Xu Yi Li: The Future Of A Shares From The Change Of US Stock Industry
Before investing in a long term, it is good to think about the long-term development of things.
The United States is in front of China, and the US economy is also in front of China. As an economic reaction stock market, the United States naturally walks ahead of China.
Taking a comprehensive comparison of some typical blue chips between China and the United States as an industry, we can also see what extent China's so-called leading industries are now facing before world class veteran hegemonants, which is very enlightening for long-term investments.
The dominant industries in the United States are embodied in several industries, such as finance, emerging technology, high-end manufacturing, medicine, and consumption. These are obviously the key industries for us to establish global economic advantages. The leading industry in the United States is definitely the world class hegemony and is far ahead in the world.
From the perspective of US stocks, the most advanced stocks are new technologies, medicine and consumption, and there are many blue chips that can not be underestimated.
In our view, the automobile industry hegemony General Motors, the market value is also a fraction of the Apple Corp.
Of course, finance is also a hegemonic position. After all, the United States relies on this to formulate global rules.
In real estate, the US stock market has become chicken ribs.
On China's
A shares
The Big Mac is full of finance, real estate and petroleum and petrochemical. It clearly reflects China's absolute monopoly on the two resources of land and finance.
Judging from the general characteristics of these industries in China and the US, we can not say that the industry in the United States must be the future of China's industry. After all, the two countries have different development characteristics and development paths, but there are still many things that can be regarded as precursors: first, finance and real estate, China is a counterattack in this field.
Our banks are frequently in the trillions of market capitalization. ICBC, CCB, ABC and BOC are almost the top 10 in the world, and ICBC is the number one in the world.
Insurance giant China Life and Ping An are also foothold. Our brokerages are worse than Goldman Sachs and big moo.
China's real estate is also a large number of large enterprises.
Chinese
Banking
More than 10 years ago, after almost a collective bankruptcy, it was established as the foundation of the country. For so many years, it has always been protected by a golden key in the greenhouse, and has become a big Mac with real estate.
The United States is a leading financial system in the stock market, while China is a banking dominated financial system.
Corporate financing in the US mainly depends on the securities market, while Chinese enterprises rely mainly on bank credit.
It is no wonder that the total assets of the US banking industry are only 10 trillion dollars, while China's banking assets are nearly two times that of the United States, and the number of banks is still small.
The stock market is a barometer of the US economy and the banking industry is a barometer of China's economy.
As for real estate, China still has to build large-scale infrastructure.
China's financial and real estate history is certainly brilliant, and the future is brilliant. Their market value may still remain, but the market share will be a continuous decline in the years ahead.
And the industry is dispersed, rather than being partitioned by several giants.

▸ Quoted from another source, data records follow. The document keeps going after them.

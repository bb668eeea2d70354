//! Headless locomotion
//!
//! Архитектура:
//! - Velocity пишут боевые системы (knockback, погоня босса) и input игрока
//! - Gravity + плоский пол на `ground_level` вместо физики движка
//! - Интеграция velocity → Transform (только X/Y)
//!
//! Детерминизм: fixed timestep, никаких внешних коллизий.

use bevy::prelude::*;

use crate::combat::DamageModel;
use crate::components::{LocomotionCommand, Velocity};
use crate::config::CombatConfig;
use crate::player::PlayerCombatant;

/// На земле ли entity (обновляется после интеграции)
#[derive(Component, Debug, Clone, Copy, Default, PartialEq, Reflect)]
#[reflect(Component)]
pub struct Grounded(pub bool);

/// Система: LocomotionCommand игрока → горизонтальная скорость
///
/// Во время knockback velocity принадлежит импульсу, мёртвый стоит.
pub fn drive_player_locomotion(
    mut players: Query<(&PlayerCombatant, &DamageModel, &LocomotionCommand, &mut Velocity)>,
) {
    for (player, model, command, mut velocity) in players.iter_mut() {
        if model.in_knockback() {
            continue;
        }
        velocity.0.x = if model.is_dead {
            0.0
        } else {
            command.horizontal * player.tuning.move_speed
        };
    }
}

/// Система: gravity + интеграция velocity → Transform, пол на `ground_level`
pub fn integrate_velocity(
    time: Res<Time>,
    config: Res<CombatConfig>,
    mut bodies: Query<(&mut Transform, &mut Velocity, Option<&mut Grounded>)>,
) {
    let delta = time.delta_secs();
    let world = config.world;

    for (mut transform, mut velocity, grounded) in bodies.iter_mut() {
        let airborne = transform.translation.y > world.ground_level || velocity.0.y > 0.0;
        if airborne {
            velocity.0.y += world.gravity * delta;
        }

        transform.translation.x += velocity.0.x * delta;
        transform.translation.y += velocity.0.y * delta;

        let on_ground = transform.translation.y <= world.ground_level;
        if on_ground {
            transform.translation.y = world.ground_level;
            if velocity.0.y < 0.0 {
                velocity.0.y = 0.0;
            }
        }

        if let Some(mut grounded) = grounded {
            if grounded.0 != on_ground {
                grounded.0 = on_ground;
            }
        }
    }
}
//! Combat system module
//!
//! ECS ответственность:
//! - DamageModel: health, invincibility, knockback (общий для игрока и босса)
//! - Damage pipeline: DamageRequest → роль → DamageModel → события
//! - Окружение: ловушки, pickups (лечение, меч), контактный урон
//! - Countdown таймеры вместо корутин
//!
//! Роли (PlayerCombatant, BossCombatant) живут в `player` и `boss`.

use bevy::prelude::*;

pub mod damage;
pub mod hazards;
pub mod hitbox;
pub mod systems;
pub mod timers;

// Re-export основных типов
pub use damage::{
    knockback_direction, DamageDealt, DamageModel, DamageOutcome, DamageTuning, Dead, DeathCause, EntityDied,
    HealthChanged, Knockback,
};
pub use hazards::{HealingPickup, Trap, TrapMode, WeaponPickup};
pub use timers::{Cooldown, ScheduledActions};

use crate::CombatStep;

/// Combat Plugin
///
/// Регистрирует combat системы в FixedUpdate.
///
/// Порядок выполнения:
/// 1. Timers: tick_damage_models, tick_traps
/// 2. Environment: resolve_contacts (после атак игрока и босса)
/// 3. Resolve: apply_damage_requests → apply_heal_requests
pub struct CombatPlugin;

impl Plugin for CombatPlugin {
    fn build(&self, app: &mut App) {
        // Регистрация событий
        app.add_event::<DamageDealt>()
            .add_event::<EntityDied>()
            .add_event::<HealthChanged>();

        app.register_type::<DamageModel>()
            .register_type::<Trap>()
            .register_type::<HealingPickup>()
            .register_type::<WeaponPickup>();

        // Регистрация систем в FixedUpdate
        app.add_systems(
            FixedUpdate,
            (
                // Фаза 1: таймеры (ровно раз за шаг, мёртвые тоже)
                (systems::tick_damage_models, hazards::tick_traps)
                    .chain()
                    .in_set(CombatStep::Timers),
                // Фаза 2: коллизии окружения → запросы урона/лечения
                hazards::resolve_contacts.in_set(CombatStep::Environment),
                // Фаза 3: применение
                (systems::apply_damage_requests, systems::apply_heal_requests)
                    .chain()
                    .in_set(CombatStep::Resolve),
            ),
        );
    }
}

This is doomed to fail to become a medium and long term high return for A shares.
Second,
manufacturing industry
Field.
Paradoxically, China is, after all, a world factory, and there must be some relatively large manufacturing companies.
But we often hear that China's manufacturing lacks competitiveness, so the leading companies in the A share market are once the leading parts of the US manufacturing industry.
It can also be seen that if we engage in long-term investments, this is one of the most important areas in our A share.
Not only do these industries have a high rate of return, but the gap between us and the US giants is far too far from horizontal comparison.
Our giant has nothing to do with the American magnates. It's a comparison between an elephant and an ant.
Medicine is weak in China for a long time. That's true. Look at the past few years.
Consumption is the lack of brand consumption concept, and has just been established.
Moreover, these two industries are opening to the international giants first and the most thorough. The pressure on domestic enterprises is the biggest and the unfair treatment is the most.
For example, the local protectionism encountered by Shuanghui in cross regional development.
Fair and sunny development of soil is the primary solution for this industry.
The huge population and consumption potential of China are unsettling with the absolute number of leading enterprises, which is bound to be China's potential stock market.